The crux on entitlements? The method that was used to extend Social Security could be applied to other entitlements. If Americans are living much longer, in better health, they should be asked to delay retirement a bit longer, and in return FICA could be made more progressive by removing income cutoffs. Big deal. Make a bipartisan deal and most of us will shrug and accept it. This already happened! The Clinton-Gingrich deal on Welfare Reform is another example that proved democrats and republicans can demand much from their constituencies, if common sense and bipartisan negotiation favor reasonable adjustments.
Simpson-Bowles and other cross-party commissions have offered the political protection needed, if we ended Culture War and both sides wanted to negotiate a way to fix entitlements. I believe the collapse of negotiation is rooted primarily in one party and its cosmically-frenzied polemical center (Fox). But in bending over backwards to be fair, I will allow this one to be blamed on both.
8) The discretionary budget. Okay, Slay Big Bird in exchange for zeroing out all the generous tax and subsidy bennies given to coal and oil and other GOP donors? Sure, I'll go with that.
But first add them up. Note how small the benefit to the bottom line. For the most part, screaming about the discretionary budget is an effort to distract from the long list of disasters in other areas.
Remember, we paid for Big Bird and the other stuff just fine, under Bill Clinton. If you're serious about looking for the reasons we're in a mess... look at what changed.
So what's the indictment?
Eight causes for the deficit. Can you think of others? I'll add them to the list, if they approach the same scale.
As for blame? Of the top five contributing causes, one was bipartisan (though GOP-led). The other four were entirely Republican in origin and execution and (especially) in obstinate refusal to learn from the mistakes.
Number 6, I will argue, though not insist, is a huge calamity that I deem to also be largely GOP made.

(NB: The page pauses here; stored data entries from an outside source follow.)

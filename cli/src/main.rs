//! CLI entrypoint for transcrew
//!
//! This is the main binary that wires together all layers using
//! dependency injection.

use anyhow::{Context, Result, anyhow, bail};
use clap::Parser;
use std::io::{IsTerminal, Read};
use std::path::Path;
use std::process::ExitCode;
use std::sync::Arc;
use tokio_util::sync::CancellationToken;
use tracing::{info, warn};
use tracing_appender::non_blocking::WorkerGuard;
use tracing_subscriber::EnvFilter;
use transcrew_application::{
    CompositeStatusSink, RunTranslationUseCase, StatusSink, TranslationInput,
};
use transcrew_domain::TranslationStatus;
use transcrew_infrastructure::{ConfigLoader, FileConfig, JsonlStatusLog, OpenAiTextGenerator};
use transcrew_presentation::{Cli, ConsoleFormatter, ProgressReporter, SimpleProgress};

#[tokio::main]
async fn main() -> ExitCode {
    match run(Cli::parse()).await {
        Ok(code) => code,
        Err(e) => {
            eprintln!("Error: {:#}", e);
            ExitCode::FAILURE
        }
    }
}

async fn run(cli: Cli) -> Result<ExitCode> {
    let _log_guard = init_logging(cli.verbose, cli.log_file.as_deref())?;

    if cli.show_config {
        ConfigLoader::print_config_sources(cli.config.as_ref());
        return Ok(ExitCode::SUCCESS);
    }

    let mut config = if cli.no_config {
        ConfigLoader::load_defaults()
    } else {
        ConfigLoader::load(cli.config.as_ref())
            .map_err(|e| anyhow!("Failed to load configuration: {}", e))?
    };
    apply_overrides(&cli, &mut config);
    config.validate().context("Invalid configuration")?;

    if !config.output.color {
        colored::control::set_override(false);
    }

    let source_text = read_source(&cli)?;

    // === Dependency Injection ===
    let pipeline = Arc::new(config.to_pipeline_config()?);
    let generator = Arc::new(
        OpenAiTextGenerator::new(config.model.to_openai_settings())
            .context("Failed to set up the model client")?,
    );
    info!(
        "Using {} at {} ({} key(s))",
        generator.model(),
        generator.endpoint(),
        generator.key_count()
    );
    let use_case = RunTranslationUseCase::with_generator(generator, pipeline);

    let input = TranslationInput::new(source_text, config.generation.target_language.clone())
        .with_params(config.generation_params()?);

    // === Status sinks ===
    let reporter: Option<Box<dyn StatusSink>> = if cli.quiet {
        None
    } else if std::io::stderr().is_terminal() {
        Some(Box::new(ProgressReporter::new()))
    } else {
        Some(Box::new(SimpleProgress))
    };
    let status_log = config.output.status_log.as_ref().and_then(|path| {
        let log = JsonlStatusLog::new(path);
        if log.is_none() {
            warn!("Status log disabled");
        }
        log
    });

    let mut sinks = CompositeStatusSink::new(Vec::new());
    if let Some(reporter) = &reporter {
        sinks.push(&**reporter);
    }
    if let Some(log) = &status_log {
        sinks.push(log);
    }

    // Ctrl-C abandons the in-flight call and ends the run as cancelled
    let cancel = CancellationToken::new();
    let interrupt = cancel.clone();
    tokio::spawn(async move {
        if tokio::signal::ctrl_c().await.is_ok() {
            warn!("Interrupted, cancelling translation");
            interrupt.cancel();
        }
    });

    let outcome = use_case.execute_with_status(input, &sinks, &cancel).await?;
    drop(reporter);

    let rendered = ConsoleFormatter::render(&outcome, config.output.format);
    println!("{}", rendered.trim_end());

    Ok(ExitCode::from(exit_status(outcome.status)))
}

/// Initialize logging based on verbosity level, to stderr or `--log-file`
fn init_logging(verbose: u8, log_file: Option<&Path>) -> Result<Option<WorkerGuard>> {
    let filter = match verbose {
        0 => EnvFilter::new("warn"),
        1 => EnvFilter::new("info"),
        2 => EnvFilter::new("debug"),
        _ => EnvFilter::new("trace"), // -vvv or more
    };

    let Some(path) = log_file else {
        tracing_subscriber::fmt()
            .with_env_filter(filter)
            .with_target(false)
            .with_writer(std::io::stderr)
            .init();
        return Ok(None);
    };

    let file_name = path
        .file_name()
        .with_context(|| format!("--log-file must name a file: {}", path.display()))?;
    let dir = path
        .parent()
        .filter(|p| !p.as_os_str().is_empty())
        .unwrap_or(Path::new("."));
    std::fs::create_dir_all(dir)
        .with_context(|| format!("Could not create log directory {}", dir.display()))?;

    let (writer, guard) = tracing_appender::non_blocking(tracing_appender::rolling::never(
        dir, file_name,
    ));
    tracing_subscriber::fmt()
        .with_env_filter(filter)
        .with_target(false)
        .with_ansi(false)
        .with_writer(writer)
        .init();
    Ok(Some(guard))
}

/// Command-line flags win over every configuration source
fn apply_overrides(cli: &Cli, config: &mut FileConfig) {
    if let Some(threshold) = cli.threshold {
        config.pipeline.pass_threshold = threshold;
    }
    if let Some(max) = cli.max_iterations {
        config.pipeline.max_iterations = max;
    }
    if cli.no_iteration {
        config.pipeline.enable_iteration = false;
    }
    if let Some(temperature) = cli.temperature {
        config.generation.temperature = temperature;
    }
    if let Some(top_p) = cli.top_p {
        config.generation.top_p = top_p;
    }
    if let Some(target) = &cli.target {
        config.generation.target_language = target.clone();
    }
    if let Some(format) = cli.output {
        config.output.format = format.into();
    }
    if let Some(path) = &cli.status_log {
        config.output.status_log = Some(path.clone());
    }
}

/// Source text from the positional argument, `--file`, or piped stdin
fn read_source(cli: &Cli) -> Result<String> {
    if let Some(text) = &cli.text {
        return Ok(text.clone());
    }
    if let Some(path) = &cli.file {
        return std::fs::read_to_string(path)
            .with_context(|| format!("Could not read {}", path.display()));
    }

    let stdin = std::io::stdin();
    if stdin.is_terminal() {
        bail!("No text to translate. Pass it as an argument, with --file, or on stdin.");
    }
    let mut text = String::new();
    stdin
        .lock()
        .read_to_string(&mut text)
        .context("Could not read stdin")?;
    Ok(text)
}

/// 0 when approved, 2 when the iteration budget ran out, 1 on errors
fn exit_status(status: TranslationStatus) -> u8 {
    match status {
        TranslationStatus::Passed => 0,
        TranslationStatus::FailedMaxIterations => 2,
        _ => 1,
    }
}

#[cfg(test)]
mod tests {
    use super::*;
    use transcrew_domain::OutputFormat;

    #[test]
    fn test_overrides_replace_config_values() {
        let cli = Cli::try_parse_from([
            "transcrew",
            "-t",
            "Korean",
            "--threshold",
            "90",
            "--no-iteration",
            "--temperature",
            "0.7",
            "-o",
            "translation",
            "--status-log",
            "s.jsonl",
            "text",
        ])
        .unwrap();
        let mut config = FileConfig::default();
        apply_overrides(&cli, &mut config);

        assert_eq!(config.generation.target_language, "Korean");
        assert_eq!(config.pipeline.pass_threshold, 90);
        assert!(!config.pipeline.enable_iteration);
        assert_eq!(config.generation.temperature, 0.7);
        assert_eq!(config.output.format, OutputFormat::Translation);
        assert!(config.output.status_log.is_some());
        // Untouched values survive
        assert_eq!(config.pipeline.max_iterations, 3);
        assert_eq!(config.generation.top_p, 0.1);
    }

    #[test]
    fn test_no_flags_leave_config_alone() {
        let cli = Cli::try_parse_from(["transcrew", "text"]).unwrap();
        let mut config = FileConfig::default();
        apply_overrides(&cli, &mut config);
        assert_eq!(config, FileConfig::default());
    }

    #[test]
    fn test_read_source_from_argument_and_file() {
        let cli = Cli::try_parse_from(["transcrew", "hello"]).unwrap();
        assert_eq!(read_source(&cli).unwrap(), "hello");

        let dir = tempfile::tempdir().unwrap();
        let path = dir.path().join("in.txt");
        std::fs::write(&path, "from file").unwrap();
        let cli = Cli::try_parse_from(["transcrew", "-f", path.to_str().unwrap()]).unwrap();
        assert_eq!(read_source(&cli).unwrap(), "from file");

        let cli = Cli::try_parse_from(["transcrew", "-f", "/definitely/missing.txt"]).unwrap();
        assert!(read_source(&cli).is_err());
    }

    #[test]
    fn test_exit_codes() {
        assert_eq!(exit_status(TranslationStatus::Passed), 0);
        assert_eq!(exit_status(TranslationStatus::FailedMaxIterations), 2);
        assert_eq!(exit_status(TranslationStatus::FailedError), 1);
    }
}
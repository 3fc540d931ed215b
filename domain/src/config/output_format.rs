//! Output format value object

use serde::{Deserialize, Serialize};

/// How a terminal outcome is rendered
#[derive(Debug, Clone, Copy, PartialEq, Eq, Serialize, Deserialize, Default)]
#[serde(rename_all = "lowercase")]
pub enum OutputFormat {
    /// Status, every review, timings and the translation
    #[default]
    Full,
    /// Only the translation text
    Translation,
    /// The outcome as JSON
    Json,
}
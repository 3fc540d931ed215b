//! Test doubles shared by the agent and use-case tests

use crate::ports::text_generator::{GenerationError, TextGenerator};
use async_trait::async_trait;
use std::collections::{HashMap, VecDeque};
use std::sync::Mutex;
use transcrew_domain::{AgentRole, GenerationParams, Prompt, TranslationPrompts};

pub(crate) const ANALYSIS_REPLY: &str = r#"{"language": "English", "complexity": "simple",
    "key_terms": [{"term": "world", "translation_strategy": "monde"}]}"#;

pub(crate) const SUGGESTIONS_REPLY: &str = r#"{"suggestions": [
    {"dimension": "accuracy", "instruction": "Tighten the wording"}]}"#;

/// Reviewer reply with the same score on every dimension
pub(crate) fn review_reply(score: i32) -> String {
    format!(
        r#"{{"scores": {{"accuracy": {s}, "technical": {s}, "terminology": {s}, "language": {s}, "format": {s}}},
            "issues": [{{"dimension": "accuracy", "description": "score {s}", "suggestion": "improve"}}],
            "summary": "scored {s}"}}"#,
        s = score
    )
}

/// Which role a prompt was built for
pub(crate) fn role_of(prompt: &Prompt) -> AgentRole {
    if prompt.system == TranslationPrompts::analyzer_system() {
        AgentRole::Analyzer
    } else if prompt.system.starts_with("You are a professional translator") {
        AgentRole::Translator
    } else if prompt.system.starts_with("You are a translation reviewer") {
        AgentRole::Reviewer
    } else {
        AgentRole::Optimizer
    }
}

/// Source text embedded in a translator prompt
fn source_of(prompt: &Prompt) -> &str {
    prompt.user.split("\n\n").nth(1).unwrap_or_default()
}

/// Generator that replays scripted replies per role.
///
/// When a role's script runs out it answers with a well-formed default:
/// the translator echoes the source with a `FR:` prefix and the reviewer
/// passes with 90 everywhere.
pub(crate) struct ScriptedGenerator {
    scripts: Mutex<HashMap<AgentRole, VecDeque<Result<String, GenerationError>>>>,
    calls: Mutex<Vec<(AgentRole, Prompt, GenerationParams)>>,
}

impl ScriptedGenerator {
    pub(crate) fn new() -> Self {
        Self {
            scripts: Mutex::new(HashMap::new()),
            calls: Mutex::new(Vec::new()),
        }
    }

    pub(crate) fn script(self, role: AgentRole, reply: Result<String, GenerationError>) -> Self {
        self.scripts
            .lock()
            .unwrap()
            .entry(role)
            .or_default()
            .push_back(reply);
        self
    }

    pub(crate) fn reply(self, role: AgentRole, reply: impl Into<String>) -> Self {
        self.script(role, Ok(reply.into()))
    }

    pub(crate) fn fail(self, role: AgentRole, error: GenerationError) -> Self {
        self.script(role, Err(error))
    }

    /// Roles called so far, in order
    pub(crate) fn roles_called(&self) -> Vec<AgentRole> {
        self.calls.lock().unwrap().iter().map(|(r, _, _)| *r).collect()
    }

    pub(crate) fn calls(&self) -> Vec<(AgentRole, Prompt, GenerationParams)> {
        self.calls.lock().unwrap().clone()
    }

    fn default_reply(role: AgentRole, prompt: &Prompt) -> String {
        match role {
            AgentRole::Analyzer => ANALYSIS_REPLY.to_string(),
            AgentRole::Translator => {
                format!("<translation>FR:{}</translation>", source_of(prompt))
            }
            AgentRole::Reviewer => review_reply(90),
            AgentRole::Optimizer => SUGGESTIONS_REPLY.to_string(),
        }
    }
}

#[async_trait]
impl TextGenerator for ScriptedGenerator {
    async fn generate(
        &self,
        prompt: &Prompt,
        params: &GenerationParams,
    ) -> Result<String, GenerationError> {
        let role = role_of(prompt);
        self.calls
            .lock()
            .unwrap()
            .push((role, prompt.clone(), *params));

        let scripted = self
            .scripts
            .lock()
            .unwrap()
            .get_mut(&role)
            .and_then(|queue| queue.pop_front());

        tokio::task::yield_now().await;
        scripted.unwrap_or_else(|| Ok(Self::default_reply(role, prompt)))
    }
}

Then we get to the parts that get the biggest noise, but in fact have the least impact on our plummet from Clintonian pay-down to skyrocketing Bushite debt (that has continued under Obama.) Numbers 7 and 8 can and should be argued, openly, calmly and sanely by decent, intelligent men and women, compromising and negotiating plans to deliver the functions of government in lean and effective ways.
How I would love to see that conversation! To assist Goldwater-style Republicans and Tsongas-style Democrats working their (and our) way to fiscal solvency.
But let's not fool ourselves. So long as we pay no heed to problems # 1-6, we are slapping on band aids. And numbers one through six happened because of sickness. Incompetence. Insanity. Or something much, much worse.
The lesson from all of this?
The good news? Several of these failure modes are fading away. Too slowly. But soon we'll be out of the wars. Personal debt has been de-leveraged and consumer confidence is up. The Consumer Finance Bureau and other professionals are at least starting to watch out for us. Housing is recovering, In order to survive, the GOP will have to tell Grover Norquist to chase himself and reach a compromise over the expiring Bush Tax cuts. And even science is starting to recover. Indeed, if trounced, the GOP may take a veer away from Murdochian cliffs of insanity, back toward the traditions of Buckley and Goldwater and the fine art of sane negotiation.
The bad news? Unbelievably, in the present election, the citizenry might actually re-hire the gang that did all this to us. Proving that hypnotism and incantations can trump facts -- fooling some of the people, all of the time. Enough of the people.
The lesson is simple: do not re-hire the dopes who made the mess. Who committed the first half dozen travesties. If you do, future generations will have you to blame.